Supreme Court Blocks NY Governor’s Orders As Unequal Treatment of Places of Worship
San Jose, CA— On Wednesday night, the United States Supreme Court in a 5-to-4 decision granted an emergency restraining order of New York Governor’s recent mandate severely limiting religious gatherings.
Using a color tier system, the Governor’s order placed houses of worship in tiers that limited their numerical capacity to 10 or 25 people, no matter how large the church.
The Court pointed out that “in a red zone, while a synagogue or church may not admit more than 10 persons, businesses categorized as “essential” may admit as many people as they wish. And the list of “essential” businesses includes things such as acupuncture facilities, camp grounds, garages, as well as many whose services are not limited to those that can be regarded as essential, such as all plants manufacturing chemicals and microelectronics and all transportation facilities…These categorizations lead to troubling results.”
With newly appointed Justice Barrett siding with the majority, the Court also ruled that while “members of this Court are not public health experts,… even in a pandemic, the Constitution cannot be put away and forgotten. The restrictions at issue here, by effectively barring many from attending religious services, strike at the very heart of the First Amendment’s guarantee of religious liberty.”
While the Court’s decision only enjoins the Governor of New York’s orders, this decision will likely embolden churches and have a major impact on the many cases across the nation challenging similar state governor mandates.
One such case was filed on Monday with the Pacific Justice Institute working with the Cannistraci Law Firm on behalf of a group of Santa Clara County churches challenges CA Gov.
Gavin Newsom and Santa Clara County’s church gathering restrictions similar to NY’s restrictions. The lawsuit urgently seeks an injunction due to the unequal treatment.

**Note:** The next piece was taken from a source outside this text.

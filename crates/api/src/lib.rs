//! HTTP API: server, routing, and request/response mapping.

pub mod app;
pub mod server;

Since Governor Newsom’s announcement on November 16 to move 41 counties under harsher restrictions, Santa Clara County moved from California’s orange tier (Moderate Risk) back to the purple tier (Widespread Risk).

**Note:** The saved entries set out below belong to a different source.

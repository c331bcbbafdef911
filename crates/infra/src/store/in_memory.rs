use std::collections::{BTreeMap, HashSet};
use std::sync::Arc;
use std::sync::atomic::{AtomicI64, Ordering};

use async_trait::async_trait;
use rust_decimal::Decimal;
use tokio::sync::{Mutex, OwnedMutexGuard};

use saledesk_core::{ClientId, EmployeeId, InvoiceId, ProductCode};
use saledesk_invoicing::{InvoiceHeader, InvoiceHeaderDraft, InvoiceLine, LineKey, NewInvoiceLine};

use super::{InvoiceBackend, InvoiceTx, StoreError};

/// Known foreign-key targets for the in-memory backend.
#[derive(Debug, Clone, Default)]
pub struct References {
    pub clients: HashSet<ClientId>,
    pub employees: HashSet<EmployeeId>,
    pub products: HashSet<ProductCode>,
}

#[derive(Debug, Clone)]
struct StoredLine {
    position: i32,
    line: InvoiceLine,
}

#[derive(Debug, Clone, Default)]
struct MemoryState {
    headers: BTreeMap<InvoiceId, InvoiceHeader>,
    /// Kept sorted by `position`.
    lines: BTreeMap<InvoiceId, Vec<StoredLine>>,
    /// `None` accepts any client/employee/product reference.
    references: Option<References>,
}

impl MemoryState {
    fn check_header_refs(&self, header: &InvoiceHeaderDraft) -> Result<(), StoreError> {
        let Some(refs) = &self.references else {
            return Ok(());
        };
        if !refs.clients.contains(&header.client_id) {
            return Err(StoreError::ConstraintViolation(format!(
                "client {} does not exist",
                header.client_id
            )));
        }
        if !refs.employees.contains(&header.employee_id) {
            return Err(StoreError::ConstraintViolation(format!(
                "employee {} does not exist",
                header.employee_id
            )));
        }
        Ok(())
    }

    fn check_product(&self, product: &ProductCode) -> Result<(), StoreError> {
        match &self.references {
            Some(refs) if !refs.products.contains(product) => Err(StoreError::ConstraintViolation(
                format!("product {product} does not exist"),
            )),
            _ => Ok(()),
        }
    }

    fn line_mut(&mut self, key: &LineKey) -> Option<&mut StoredLine> {
        self.lines
            .get_mut(&key.invoice_id)?
            .iter_mut()
            .find(|l| l.line.product == key.product)
    }
}

/// In-memory invoice backend.
///
/// Intended for tests/dev. Not optimized for performance: each transaction
/// holds the state lock for its whole lifetime and works on a private copy
/// that replaces the shared state on commit. Identifiers come from an atomic
/// counter and are not reused after a rollback, like a database sequence.
#[derive(Debug, Clone)]
pub struct InMemoryInvoiceBackend {
    state: Arc<Mutex<MemoryState>>,
    next_id: Arc<AtomicI64>,
}

impl Default for InMemoryInvoiceBackend {
    fn default() -> Self {
        Self::new()
    }
}

impl InMemoryInvoiceBackend {
    /// Backend without a reference registry: any client/employee/product is accepted.
    /// Line→invoice integrity is always enforced.
    pub fn new() -> Self {
        Self::from_state(MemoryState::default())
    }

    /// Backend that rejects unknown clients, employees and products.
    pub fn with_references(references: References) -> Self {
        Self::from_state(MemoryState {
            references: Some(references),
            ..MemoryState::default()
        })
    }

    fn from_state(state: MemoryState) -> Self {
        Self {
            state: Arc::new(Mutex::new(state)),
            next_id: Arc::new(AtomicI64::new(1)),
        }
    }
}

#[async_trait]
impl InvoiceBackend for InMemoryInvoiceBackend {
    async fn begin(&self) -> Result<Box<dyn InvoiceTx>, StoreError> {
        let guard = self.state.clone().lock_owned().await;
        let staged = guard.clone();
        Ok(Box::new(MemoryTx {
            guard,
            staged,
            next_id: self.next_id.clone(),
        }))
    }

    async fn fetch_header(&self, id: InvoiceId) -> Result<Option<InvoiceHeader>, StoreError> {
        let state = self.state.lock().await;
        Ok(state.headers.get(&id).cloned())
    }

    async fn list_headers(&self) -> Result<Vec<InvoiceHeader>, StoreError> {
        let state = self.state.lock().await;
        Ok(state.headers.values().rev().cloned().collect())
    }

    async fn fetch_lines(&self, ids: &[InvoiceId]) -> Result<Vec<InvoiceLine>, StoreError> {
        let wanted: HashSet<InvoiceId> = ids.iter().copied().collect();
        let state = self.state.lock().await;
        Ok(state
            .lines
            .iter()
            .filter(|(id, _)| wanted.contains(id))
            .flat_map(|(_, lines)| lines.iter().map(|l| l.line.clone()))
            .collect())
    }

    async fn list_lines(&self) -> Result<Vec<InvoiceLine>, StoreError> {
        let state = self.state.lock().await;
        Ok(state
            .lines
            .values()
            .flat_map(|lines| lines.iter().map(|l| l.line.clone()))
            .collect())
    }

    async fn fetch_line(&self, key: &LineKey) -> Result<Option<InvoiceLine>, StoreError> {
        let state = self.state.lock().await;
        Ok(state.lines.get(&key.invoice_id).and_then(|lines| {
            lines
                .iter()
                .find(|l| l.line.product == key.product)
                .map(|l| l.line.clone())
        }))
    }
}

struct MemoryTx {
    guard: OwnedMutexGuard<MemoryState>,
    staged: MemoryState,
    next_id: Arc<AtomicI64>,
}

#[async_trait]
impl InvoiceTx for MemoryTx {
    async fn insert_header(&mut self, header: &InvoiceHeaderDraft) -> Result<InvoiceId, StoreError> {
        self.staged.check_header_refs(header)?;
        let id = InvoiceId::new(self.next_id.fetch_add(1, Ordering::SeqCst));
        self.staged.headers.insert(id, header.clone().with_id(id));
        Ok(id)
    }

    async fn update_header(
        &mut self,
        id: InvoiceId,
        header: &InvoiceHeaderDraft,
    ) -> Result<u64, StoreError> {
        if !self.staged.headers.contains_key(&id) {
            return Ok(0);
        }
        self.staged.check_header_refs(header)?;
        self.staged.headers.insert(id, header.clone().with_id(id));
        Ok(1)
    }

    async fn lock_header(&mut self, id: InvoiceId) -> Result<bool, StoreError> {
        Ok(self.staged.headers.contains_key(&id))
    }

    async fn delete_header(&mut self, id: InvoiceId) -> Result<u64, StoreError> {
        if self.staged.headers.remove(&id).is_none() {
            return Ok(0);
        }
        // ON DELETE CASCADE
        self.staged.lines.remove(&id);
        Ok(1)
    }

    async fn next_position(&mut self, id: InvoiceId) -> Result<i32, StoreError> {
        Ok(self
            .staged
            .lines
            .get(&id)
            .and_then(|lines| lines.last())
            .map(|l| l.position + 1)
            .unwrap_or(0))
    }

    async fn insert_line(
        &mut self,
        id: InvoiceId,
        position: i32,
        line: &NewInvoiceLine,
    ) -> Result<(), StoreError> {
        if !self.staged.headers.contains_key(&id) {
            return Err(StoreError::ConstraintViolation(format!(
                "invoice {id} does not exist"
            )));
        }
        self.staged.check_product(&line.product)?;

        let lines = self.staged.lines.entry(id).or_default();
        if lines.iter().any(|l| l.line.product == line.product) {
            return Err(StoreError::ConstraintViolation(format!(
                "invoice {id} already has a line for product {}",
                line.product
            )));
        }
        if lines.iter().any(|l| l.position == position) {
            return Err(StoreError::ConstraintViolation(format!(
                "invoice {id} already has a line at position {position}"
            )));
        }
        let at = lines.partition_point(|l| l.position <= position);
        lines.insert(
            at,
            StoredLine {
                position,
                line: line.clone().bind(id),
            },
        );
        Ok(())
    }

    async fn delete_lines(&mut self, id: InvoiceId) -> Result<u64, StoreError> {
        Ok(self
            .staged
            .lines
            .remove(&id)
            .map(|lines| lines.len() as u64)
            .unwrap_or(0))
    }

    async fn update_line(
        &mut self,
        key: &LineKey,
        quantity: Decimal,
        unit_price: Decimal,
    ) -> Result<u64, StoreError> {
        match self.staged.line_mut(key) {
            Some(stored) => {
                stored.line.quantity = quantity;
                stored.line.unit_price = unit_price;
                Ok(1)
            }
            None => Ok(0),
        }
    }

    async fn delete_line(&mut self, key: &LineKey) -> Result<u64, StoreError> {
        let Some(lines) = self.staged.lines.get_mut(&key.invoice_id) else {
            return Ok(0);
        };
        let before = lines.len();
        lines.retain(|l| l.line.product != key.product);
        let removed = (before - lines.len()) as u64;
        if lines.is_empty() {
            self.staged.lines.remove(&key.invoice_id);
        }
        Ok(removed)
    }

    async fn commit(self: Box<Self>) -> Result<(), StoreError> {
        let MemoryTx {
            mut guard, staged, ..
        } = *self;
        *guard = staged;
        Ok(())
    }

    async fn rollback(self: Box<Self>) -> Result<(), StoreError> {
        Ok(())
    }
}

#[cfg(test)]
mod tests {
    use super::*;
    use chrono::NaiveDate;

    fn draft(client: i64) -> InvoiceHeaderDraft {
        InvoiceHeaderDraft {
            issue_date: NaiveDate::from_ymd_opt(2024, 1, 1).unwrap(),
            client_id: ClientId::new(client),
            employee_id: EmployeeId::new(2),
            status: "OPEN".to_string(),
            memo: None,
        }
    }

    fn line(product: &str) -> NewInvoiceLine {
        NewInvoiceLine {
            product: ProductCode::parse(product).unwrap(),
            quantity: Decimal::ONE,
            unit_price: Decimal::ONE,
        }
    }

    #[tokio::test]
    async fn dropped_transaction_discards_writes() {
        let backend = InMemoryInvoiceBackend::new();
        {
            let mut tx = backend.begin().await.unwrap();
            let id = tx.insert_header(&draft(7)).await.unwrap();
            tx.insert_line(id, 0, &line("P1")).await.unwrap();
        }
        assert!(backend.list_headers().await.unwrap().is_empty());
        assert!(backend.list_lines().await.unwrap().is_empty());
    }

    #[tokio::test]
    async fn commit_publishes_staged_state() {
        let backend = InMemoryInvoiceBackend::new();
        let mut tx = backend.begin().await.unwrap();
        let id = tx.insert_header(&draft(7)).await.unwrap();
        tx.insert_line(id, 0, &line("P1")).await.unwrap();
        tx.commit().await.unwrap();

        assert_eq!(backend.fetch_header(id).await.unwrap().unwrap().id, id);
        assert_eq!(backend.fetch_lines(&[id]).await.unwrap().len(), 1);
    }

    #[tokio::test]
    async fn ids_are_not_reused_after_rollback() {
        let backend = InMemoryInvoiceBackend::new();
        let mut tx = backend.begin().await.unwrap();
        let first = tx.insert_header(&draft(7)).await.unwrap();
        tx.rollback().await.unwrap();

        let mut tx = backend.begin().await.unwrap();
        let second = tx.insert_header(&draft(7)).await.unwrap();
        assert!(second > first);
    }

    #[tokio::test]
    async fn references_are_enforced_when_registered() {
        let backend = InMemoryInvoiceBackend::with_references(References {
            clients: [ClientId::new(7)].into(),
            employees: [EmployeeId::new(2)].into(),
            products: [ProductCode::parse("P1").unwrap()].into(),
        });
        let mut tx = backend.begin().await.unwrap();
        assert!(matches!(
            tx.insert_header(&draft(8)).await,
            Err(StoreError::ConstraintViolation(_))
        ));
        let id = tx.insert_header(&draft(7)).await.unwrap();
        tx.insert_line(id, 0, &line("P1")).await.unwrap();
        assert!(matches!(
            tx.insert_line(id, 1, &line("P9")).await,
            Err(StoreError::ConstraintViolation(_))
        ));
        assert!(matches!(
            tx.insert_line(id, 1, &line("P1")).await,
            Err(StoreError::ConstraintViolation(_))
        ));
    }

    #[tokio::test]
    async fn line_requires_existing_parent() {
        let backend = InMemoryInvoiceBackend::new();
        let mut tx = backend.begin().await.unwrap();
        let err = tx
            .insert_line(InvoiceId::new(42), 0, &line("P1"))
            .await
            .unwrap_err();
        assert_eq!(
            err,
            StoreError::ConstraintViolation("invoice 42 does not exist".to_string())
        );
    }

    #[tokio::test]
    async fn positions_keep_lines_ordered() {
        let backend = InMemoryInvoiceBackend::new();
        let mut tx = backend.begin().await.unwrap();
        let id = tx.insert_header(&draft(7)).await.unwrap();
        tx.insert_line(id, 0, &line("B")).await.unwrap();
        tx.insert_line(id, 1, &line("A")).await.unwrap();
        assert_eq!(tx.next_position(id).await.unwrap(), 2);
        tx.commit().await.unwrap();

        let products: Vec<_> = backend
            .fetch_lines(&[id])
            .await
            .unwrap()
            .into_iter()
            .map(|l| l.product.to_string())
            .collect();
        assert_eq!(products, vec!["B", "A"]);
    }

    #[tokio::test]
    async fn colliding_position_is_a_constraint_violation() {
        let backend = InMemoryInvoiceBackend::new();
        let mut tx = backend.begin().await.unwrap();
        let id = tx.insert_header(&draft(7)).await.unwrap();
        tx.insert_line(id, 0, &line("A")).await.unwrap();

        let err = tx.insert_line(id, 0, &line("B")).await.unwrap_err();
        assert!(matches!(err, StoreError::ConstraintViolation(_)));
    }
}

The lawsuit points out that Governor Newsom exempts crowds on mass transit and at airport gates—similar comparators to church services in terms of time, numbers, and space—from the restrictions placed on churches. Such facts parallel what the Court determined to be unequal treatment of churches.

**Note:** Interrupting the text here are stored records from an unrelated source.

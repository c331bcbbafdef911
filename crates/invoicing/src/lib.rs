//! Invoicing domain module.
//!
//! This crate contains the invoice aggregate (header + owned lines) and the
//! validation rules applied before anything is written, implemented purely as
//! deterministic domain logic (no IO, no HTTP, no storage).

pub mod invoice;
pub mod validation;

pub use invoice::{
    Invoice, InvoiceHeader, InvoiceHeaderDraft, InvoiceLine, LineKey, NewInvoiceLine,
};
pub use validation::{
    BulkLineInput, HeaderInput, LineField, LineIssue, LineItemInput, LineProblem,
    LineValidationError, NumericInput, validate_amounts, validate_bulk_lines, validate_header,
    validate_lines,
};
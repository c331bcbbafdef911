//! Aggregate reader.

use std::collections::HashMap;

use tracing::instrument;

use saledesk_core::InvoiceId;
use saledesk_invoicing::{Invoice, InvoiceLine};

use crate::coordinator::TransactionCoordinator;
use crate::error::InvoiceError;

#[derive(Clone)]
pub struct InvoiceReader {
    coordinator: TransactionCoordinator,
}

impl InvoiceReader {
    pub fn new(coordinator: TransactionCoordinator) -> Self {
        Self { coordinator }
    }

    #[instrument(skip(self), fields(invoice_id = %id), err)]
    pub async fn get_one(&self, id: InvoiceId) -> Result<Invoice, InvoiceError> {
        let backend = self.coordinator.backend();
        let header = self
            .coordinator
            .bounded("fetch_header", backend.fetch_header(id))
            .await?
            .ok_or_else(|| InvoiceError::not_found(format!("invoice {id}")))?;
        let lines = self
            .coordinator
            .bounded("fetch_lines", backend.fetch_lines(&[id]))
            .await?;

        Ok(Invoice::assemble(header, lines))
    }

    /// Every invoice, highest id first, in two store round trips.
    #[instrument(skip(self), err)]
    pub async fn list_all(&self) -> Result<Vec<Invoice>, InvoiceError> {
        let backend = self.coordinator.backend();
        let headers = self
            .coordinator
            .bounded("list_headers", backend.list_headers())
            .await?;
        if headers.is_empty() {
            return Ok(vec![]);
        }

        let ids: Vec<InvoiceId> = headers.iter().map(|h| h.id).collect();
        let lines = self
            .coordinator
            .bounded("fetch_lines", backend.fetch_lines(&ids))
            .await?;

        let mut grouped: HashMap<InvoiceId, Vec<InvoiceLine>> = HashMap::with_capacity(ids.len());
        for line in lines {
            grouped.entry(line.invoice_id).or_default().push(line);
        }

        Ok(headers
            .into_iter()
            .map(|header| {
                let lines = grouped.remove(&header.id).unwrap_or_default();
                Invoice::assemble(header, lines)
            })
            .collect())
    }
}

The lawsuit also highlights how the County’s own health orders have blatantly favored secular gatherings and activities over church assemblies. “The government cannot suspend constitutional rights indefinitely,” commented Brad Dacus, Founder and President of PJI. “We stand with these churches in Santa Clara to challenge the outrageous preference of secular gatherings over religious gatherings. It’s time to take back our freedom to assemble and live out our faith uninhibited.”